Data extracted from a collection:
* * *

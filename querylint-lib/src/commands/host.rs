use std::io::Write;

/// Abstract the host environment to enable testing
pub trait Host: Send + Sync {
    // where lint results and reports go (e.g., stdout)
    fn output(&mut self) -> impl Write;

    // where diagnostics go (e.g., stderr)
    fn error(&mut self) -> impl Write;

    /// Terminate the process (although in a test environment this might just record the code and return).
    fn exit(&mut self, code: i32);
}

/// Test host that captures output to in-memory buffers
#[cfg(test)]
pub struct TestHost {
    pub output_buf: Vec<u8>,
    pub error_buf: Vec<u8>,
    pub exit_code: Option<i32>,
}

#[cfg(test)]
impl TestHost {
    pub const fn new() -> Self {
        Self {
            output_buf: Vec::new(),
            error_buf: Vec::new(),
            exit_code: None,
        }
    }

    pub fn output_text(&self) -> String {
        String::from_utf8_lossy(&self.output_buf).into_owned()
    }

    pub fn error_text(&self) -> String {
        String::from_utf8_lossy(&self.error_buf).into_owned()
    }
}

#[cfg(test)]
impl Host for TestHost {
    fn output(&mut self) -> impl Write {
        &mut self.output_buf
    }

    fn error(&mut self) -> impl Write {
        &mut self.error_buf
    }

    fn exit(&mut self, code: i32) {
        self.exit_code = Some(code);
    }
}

* * *

• About this exercise
What is the count of lines in the data above containing the string "environment"? Write the number and nothing else.

• Your response
2